**Goal of the exercise**
Going through the material below, please gather all lines with the word "daemon" in them.
═══ Data to use
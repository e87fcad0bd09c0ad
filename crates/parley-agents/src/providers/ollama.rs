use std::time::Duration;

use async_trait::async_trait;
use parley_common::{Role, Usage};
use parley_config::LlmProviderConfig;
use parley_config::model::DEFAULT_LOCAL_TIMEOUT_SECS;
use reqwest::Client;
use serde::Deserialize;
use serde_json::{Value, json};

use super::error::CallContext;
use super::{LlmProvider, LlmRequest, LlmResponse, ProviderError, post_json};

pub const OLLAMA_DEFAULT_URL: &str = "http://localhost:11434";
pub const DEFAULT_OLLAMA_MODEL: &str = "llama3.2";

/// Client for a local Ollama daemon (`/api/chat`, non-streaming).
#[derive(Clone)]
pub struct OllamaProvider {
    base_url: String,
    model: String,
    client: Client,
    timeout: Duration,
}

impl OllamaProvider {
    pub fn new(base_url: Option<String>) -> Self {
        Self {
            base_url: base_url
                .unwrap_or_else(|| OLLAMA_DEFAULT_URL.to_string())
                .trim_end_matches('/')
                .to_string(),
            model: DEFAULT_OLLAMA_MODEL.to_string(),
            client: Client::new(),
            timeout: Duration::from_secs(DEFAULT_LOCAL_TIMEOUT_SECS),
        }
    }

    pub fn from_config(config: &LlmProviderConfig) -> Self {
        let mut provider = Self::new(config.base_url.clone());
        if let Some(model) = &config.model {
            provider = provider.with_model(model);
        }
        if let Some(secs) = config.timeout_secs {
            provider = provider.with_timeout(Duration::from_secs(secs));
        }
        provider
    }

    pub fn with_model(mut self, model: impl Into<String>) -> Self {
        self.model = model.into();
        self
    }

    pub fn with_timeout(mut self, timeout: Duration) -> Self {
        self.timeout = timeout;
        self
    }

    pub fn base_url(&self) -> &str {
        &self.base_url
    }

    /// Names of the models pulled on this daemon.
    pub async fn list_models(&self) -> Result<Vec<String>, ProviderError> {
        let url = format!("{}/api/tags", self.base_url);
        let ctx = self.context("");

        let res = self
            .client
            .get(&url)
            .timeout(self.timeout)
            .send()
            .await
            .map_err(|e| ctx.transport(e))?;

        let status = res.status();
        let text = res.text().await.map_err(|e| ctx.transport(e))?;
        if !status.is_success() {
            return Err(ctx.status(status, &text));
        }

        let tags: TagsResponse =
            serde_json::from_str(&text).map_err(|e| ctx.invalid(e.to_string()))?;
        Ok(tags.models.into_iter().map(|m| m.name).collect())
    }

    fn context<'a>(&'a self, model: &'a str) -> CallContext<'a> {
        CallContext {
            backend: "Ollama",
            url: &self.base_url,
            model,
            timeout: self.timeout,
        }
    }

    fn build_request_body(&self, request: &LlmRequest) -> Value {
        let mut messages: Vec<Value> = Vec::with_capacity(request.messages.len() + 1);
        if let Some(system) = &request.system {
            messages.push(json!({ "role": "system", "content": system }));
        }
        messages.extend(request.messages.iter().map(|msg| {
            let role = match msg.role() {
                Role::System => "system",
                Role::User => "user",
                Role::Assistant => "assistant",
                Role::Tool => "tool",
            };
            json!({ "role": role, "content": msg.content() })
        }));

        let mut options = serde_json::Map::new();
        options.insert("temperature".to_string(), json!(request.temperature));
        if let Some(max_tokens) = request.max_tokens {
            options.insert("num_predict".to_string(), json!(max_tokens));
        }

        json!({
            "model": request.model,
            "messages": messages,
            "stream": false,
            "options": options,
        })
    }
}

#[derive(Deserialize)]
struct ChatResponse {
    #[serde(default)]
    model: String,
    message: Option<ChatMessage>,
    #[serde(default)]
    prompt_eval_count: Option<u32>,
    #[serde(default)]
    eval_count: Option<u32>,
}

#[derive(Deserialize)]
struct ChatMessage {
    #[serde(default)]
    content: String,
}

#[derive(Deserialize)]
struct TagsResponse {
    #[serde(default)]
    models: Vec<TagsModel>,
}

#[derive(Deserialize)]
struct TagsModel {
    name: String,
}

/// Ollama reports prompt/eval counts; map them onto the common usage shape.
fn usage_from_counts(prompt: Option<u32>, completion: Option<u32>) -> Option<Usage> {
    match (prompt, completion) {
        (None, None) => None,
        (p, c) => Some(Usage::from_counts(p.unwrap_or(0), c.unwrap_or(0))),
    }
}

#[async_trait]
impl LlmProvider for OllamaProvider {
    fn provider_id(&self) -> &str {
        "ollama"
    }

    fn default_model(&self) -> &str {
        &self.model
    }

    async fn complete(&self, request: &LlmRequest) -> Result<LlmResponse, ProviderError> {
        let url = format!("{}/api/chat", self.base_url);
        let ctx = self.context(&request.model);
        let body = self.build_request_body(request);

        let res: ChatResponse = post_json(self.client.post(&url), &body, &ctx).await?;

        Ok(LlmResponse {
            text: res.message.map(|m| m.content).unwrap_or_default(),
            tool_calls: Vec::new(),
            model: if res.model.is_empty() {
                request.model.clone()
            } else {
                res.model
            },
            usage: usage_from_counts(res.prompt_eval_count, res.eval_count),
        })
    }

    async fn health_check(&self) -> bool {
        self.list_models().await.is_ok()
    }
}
══════
═══ Data to use
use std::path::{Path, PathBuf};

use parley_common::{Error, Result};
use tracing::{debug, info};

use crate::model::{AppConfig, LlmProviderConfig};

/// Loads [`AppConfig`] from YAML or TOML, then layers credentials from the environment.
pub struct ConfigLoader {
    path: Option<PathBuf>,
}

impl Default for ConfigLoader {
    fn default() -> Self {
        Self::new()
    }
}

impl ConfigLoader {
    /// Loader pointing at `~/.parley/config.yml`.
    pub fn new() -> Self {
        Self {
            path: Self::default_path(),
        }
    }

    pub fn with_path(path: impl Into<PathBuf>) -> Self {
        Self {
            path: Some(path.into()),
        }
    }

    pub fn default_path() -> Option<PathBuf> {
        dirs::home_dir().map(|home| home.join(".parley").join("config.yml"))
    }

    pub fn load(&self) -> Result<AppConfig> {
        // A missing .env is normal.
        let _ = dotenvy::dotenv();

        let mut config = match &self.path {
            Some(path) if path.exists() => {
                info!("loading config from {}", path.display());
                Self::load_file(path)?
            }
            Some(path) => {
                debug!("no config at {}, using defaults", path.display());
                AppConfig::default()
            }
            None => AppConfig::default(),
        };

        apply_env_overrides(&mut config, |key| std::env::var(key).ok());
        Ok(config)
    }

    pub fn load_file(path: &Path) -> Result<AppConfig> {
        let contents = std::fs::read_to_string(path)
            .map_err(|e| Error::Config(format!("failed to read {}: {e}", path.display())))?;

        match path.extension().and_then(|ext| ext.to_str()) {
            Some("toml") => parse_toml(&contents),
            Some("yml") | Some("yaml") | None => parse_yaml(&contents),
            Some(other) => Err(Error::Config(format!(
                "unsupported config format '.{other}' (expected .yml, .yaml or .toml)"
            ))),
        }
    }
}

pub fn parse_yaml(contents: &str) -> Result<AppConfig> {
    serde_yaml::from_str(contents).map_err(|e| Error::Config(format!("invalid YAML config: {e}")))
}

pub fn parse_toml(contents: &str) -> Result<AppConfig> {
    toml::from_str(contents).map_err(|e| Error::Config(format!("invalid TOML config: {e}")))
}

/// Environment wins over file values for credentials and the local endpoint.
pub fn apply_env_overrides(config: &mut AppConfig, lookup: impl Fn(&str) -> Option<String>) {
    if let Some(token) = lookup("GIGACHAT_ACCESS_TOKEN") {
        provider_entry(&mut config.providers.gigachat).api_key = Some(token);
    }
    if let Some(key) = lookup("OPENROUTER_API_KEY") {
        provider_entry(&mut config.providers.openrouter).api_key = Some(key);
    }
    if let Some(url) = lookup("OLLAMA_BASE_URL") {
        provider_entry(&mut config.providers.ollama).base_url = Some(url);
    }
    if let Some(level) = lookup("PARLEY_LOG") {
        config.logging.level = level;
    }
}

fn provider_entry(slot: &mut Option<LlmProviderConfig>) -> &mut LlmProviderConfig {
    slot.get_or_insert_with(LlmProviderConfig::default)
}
══════
**Solution for this exercise**
/// Client for a local Ollama daemon (`/api/chat`, non-streaming).
    /// Names of the models pulled on this daemon.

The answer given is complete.